OSBPL3 Regulates Colorectal Cancer Progression by Modulating Gut Microbiota and Tumor Immune Microenvironment

This study aimed to explore the biological function of Oxysterol Binding Protein-Like 3 (OSBPL3) in colorectal cancer (CRC) and its potential to regulate gut microbiota homeostasis, providing insights for individualized CRC prevention and treatment. Using public databases, we analyzed OSBPL3’s role in CRC, validated its prognostic value via clinical data and IHC, and identified its impact on CRC progression through functional assays and an orthotopic model.
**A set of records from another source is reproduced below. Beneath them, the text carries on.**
//! オプティマイザの構築
//!
//! Adam / AdamW はBurn組み込み、RAdam は `SimpleOptimizer` として実装する。

use crate::config::{OptimizerKind, TrainSettings};
use burn::grad_clipping::GradientClippingConfig;
use burn::module::AutodiffModule;
use burn::optim::adaptor::OptimizerAdaptor;
use burn::optim::{AdamConfig, AdamWConfig, Optimizer, SimpleOptimizer};
use burn::prelude::*;
use burn::LearningRate;
use burn::record::Record;
use burn::tensor::backend::AutodiffBackend;

/// 勾配クリッピングの最大ノルム
pub const MAX_GRAD_NORM: f32 = 1.0;

fn grad_clipping(settings: &TrainSettings) -> Option<GradientClippingConfig> {
    settings
        .use_gradient_clipping
        .then_some(GradientClippingConfig::Norm(MAX_GRAD_NORM))
}

/// Adam（β=0.9/0.98, ε=1e-9）
pub fn adam<B: AutodiffBackend, M: AutodiffModule<B>>(
    settings: &TrainSettings,
) -> impl Optimizer<M, B> {
    AdamConfig::new()
        .with_beta_1(0.9)
        .with_beta_2(0.98)
        .with_epsilon(1e-9)
        .with_grad_clipping(grad_clipping(settings))
        .init()
}

/// AdamW（weight decay 1e-5）
pub fn adam_w<B: AutodiffBackend, M: AutodiffModule<B>>(
    settings: &TrainSettings,
) -> impl Optimizer<M, B> {
    AdamWConfig::new()
        .with_weight_decay(1e-5)
        .with_grad_clipping(grad_clipping(settings))
        .init()
}

/// RAdam（β=0.9/0.999, ε=1e-8）
pub fn radam<B: AutodiffBackend, M: AutodiffModule<B>>(
    settings: &TrainSettings,
) -> OptimizerAdaptor<RAdam, M, B> {
    RAdamConfig::new()
        .with_grad_clipping(grad_clipping(settings))
        .init()
}

/// 選択中のオプティマイザ名（ログ・メタデータ用）
pub fn optimizer_name(kind: OptimizerKind) -> &'static str {
    match kind {
        OptimizerKind::Adam => "Adam",
        OptimizerKind::AdamW => "AdamW",
        OptimizerKind::RAdam => "RAdam",
    }
}

// ===== RAdam =====

#[derive(Config)]
pub struct RAdamConfig {
    #[config(default = 0.9)]
    pub beta_1: f32,
    #[config(default = 0.999)]
    pub beta_2: f32,
    #[config(default = 1e-8)]
    pub epsilon: f32,
    pub grad_clipping: Option<GradientClippingConfig>,
}

impl RAdamConfig {
    pub fn init<B: AutodiffBackend, M: AutodiffModule<B>>(&self) -> OptimizerAdaptor<RAdam, M, B> {
        let optim = RAdam {
            beta_1: self.beta_1,
            beta_2: self.beta_2,
            epsilon: self.epsilon,
        };

        let mut optim = OptimizerAdaptor::from(optim);
        if let Some(config) = &self.grad_clipping {
            optim = optim.with_grad_clipping(config.init());
        }
        optim
    }
}

/// Rectified Adam
///
/// 分散の推定が不安定な序盤（ρ_t ≤ 5）はモーメンタムSGDとして更新し、
/// 以降は補正係数 r_t を掛けた適応的な更新に切り替える。
#[derive(Clone, Debug)]
pub struct RAdam {
    beta_1: f32,
    beta_2: f32,
    epsilon: f32,
}

/// パラメータごとのモーメント
#[derive(Record, Clone)]
pub struct RAdamState<B: Backend, const D: usize> {
    pub moment_1: Tensor<B, D>,
    pub moment_2: Tensor<B, D>,
    pub time: usize,
}

impl RAdam {
    /// 近似SMAの最大長 ρ_∞
    fn rho_inf(&self) -> f32 {
        2.0 / (1.0 - self.beta_2) - 1.0
    }

    /// ステップtでのSMA長 ρ_t
    fn rho(&self, time: usize) -> f32 {
        let beta_2_t = self.beta_2.powi(time as i32);
        self.rho_inf() - 2.0 * time as f32 * beta_2_t / (1.0 - beta_2_t)
    }
}

impl<B: Backend> SimpleOptimizer<B> for RAdam {
    type State<const D: usize> = RAdamState<B, D>;

    fn step<const D: usize>(
        &self,
        lr: LearningRate,
        tensor: Tensor<B, D>,
        grad: Tensor<B, D>,
        state: Option<Self::State<D>>,
    ) -> (Tensor<B, D>, Option<Self::State<D>>) {
        let (moment_1, moment_2, time) = match state {
            Some(state) => (
                state
                    .moment_1
                    .mul_scalar(self.beta_1)
                    .add(grad.clone().mul_scalar(1.0 - self.beta_1)),
                state
                    .moment_2
                    .mul_scalar(self.beta_2)
                    .add(grad.powf_scalar(2.0).mul_scalar(1.0 - self.beta_2)),
                state.time + 1,
            ),
            None => (
                grad.clone().mul_scalar(1.0 - self.beta_1),
                grad.powf_scalar(2.0).mul_scalar(1.0 - self.beta_2),
                1,
            ),
        };

        let bias_correction_1 = 1.0 - self.beta_1.powi(time as i32);
        let moment_1_corrected = moment_1.clone().div_scalar(bias_correction_1);

        let rho_inf = self.rho_inf();
        let rho_t = self.rho(time);

        let update = if rho_t > 5.0 {
            let bias_correction_2 = 1.0 - self.beta_2.powi(time as i32);
            let rectification = ((rho_t - 4.0) * (rho_t - 2.0) * rho_inf
                / ((rho_inf - 4.0) * (rho_inf - 2.0) * rho_t))
                .sqrt();

            let adaptive_lr = moment_2
                .clone()
                .sqrt()
                .add_scalar(self.epsilon)
                .recip()
                .mul_scalar(bias_correction_2.sqrt());

            moment_1_corrected
                .mul(adaptive_lr)
                .mul_scalar(rectification)
        } else {
            moment_1_corrected
        };

        let state = RAdamState {
            moment_1,
            moment_2,
            time,
        };

        (tensor.sub(update.mul_scalar(lr)), Some(state))
    }

    fn to_device<const D: usize>(mut state: Self::State<D>, device: &B::Device) -> Self::State<D> {
        state.moment_1 = state.moment_1.to_device(device);
        state.moment_2 = state.moment_2.to_device(device);
        state
    }
}

#[cfg(test)]
mod tests {
    use super::*;
    use burn::backend::NdArray;

    fn values(tensor: Tensor<NdArray, 1>) -> Vec<f32> {
        tensor.into_data().iter::<f32>().collect()
    }

    #[test]
    fn first_steps_fall_back_to_momentum() {
        let device = Default::default();
        let optim = RAdamConfig::new();
        let radam = RAdam {
            beta_1: optim.beta_1,
            beta_2: optim.beta_2,
            epsilon: optim.epsilon,
        };

        let param = Tensor::<NdArray, 1>::from_floats([1.0, 2.0], &device);
        let grad = Tensor::<NdArray, 1>::from_floats([0.5, -0.5], &device);

        let (param, state) = SimpleOptimizer::<NdArray>::step(&radam, 0.1, param, grad, None);
        let updated = values(param);
        assert!((updated[0] - 0.95).abs() < 1e-6);
        assert!((updated[1] - 2.05).abs() < 1e-6);
        assert_eq!(state.map(|s| s.time), Some(1));
    }

    #[test]
    fn rectification_starts_after_warmup() {
        let radam = RAdam {
            beta_1: 0.9,
            beta_2: 0.999,
            epsilon: 1e-8,
        };
        assert!(radam.rho(1) <= 5.0);
        assert!(radam.rho(10) > 5.0);
        assert!(radam.rho(10_000) < radam.rho_inf());
    }

    #[test]
    fn adaptive_steps_keep_moving_toward_minimum() {
        let device = Default::default();
        let radam = RAdam {
            beta_1: 0.9,
            beta_2: 0.999,
            epsilon: 1e-8,
        };

        // f(x) = x^2 の最小化
        let mut param = Tensor::<NdArray, 1>::from_floats([3.0], &device);
        let mut state = None;
        for _ in 0..20 {
            let grad = param.clone().mul_scalar(2.0);
            let (next, next_state) =
                SimpleOptimizer::<NdArray>::step(&radam, 0.1, param, grad, state);
            param = next;
            state = next_state;
        }

        let x = values(param)[0];
        assert!(x < 3.0 && x > -3.0, "x = {x}");
        assert_eq!(state.map(|s| s.time), Some(20));
    }
}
After in vivo OSBPL3 knockdown, we collected mouse feces, blood, and colorectal tissue, and used multi-omics analyses (16S rRNA sequencing, metabolomics, transcriptomics) to link OSBPL3 to gut microbiota, metabolic pathways, and differentially expressed genes, locating key microbes which were further verified in vitro and vivo to uncover their immune-related anti-CRC mechanisms. Results showed elevated OSBPL3 in CRC tissues correlated with poor prognosis; OSBPL3 knockdown reduced CRC cell proliferation, migration, invasion, and increased apoptosis, while altering gut microbiota composition (e.g., increased Eubacterium ruminantium and Roseomonas ) and metabolic pathways. Administering these bacteria to mice enhanced intratumoral CD8+ T cell proportion, linking CRC inhibition to improved immune surveillance. Conclusion : OSBPL3 promotes CRC by disrupting gut microbiota and immune homeostasis; targeting E. ruminantium and Roseomonas may offer a novel CRC therapy.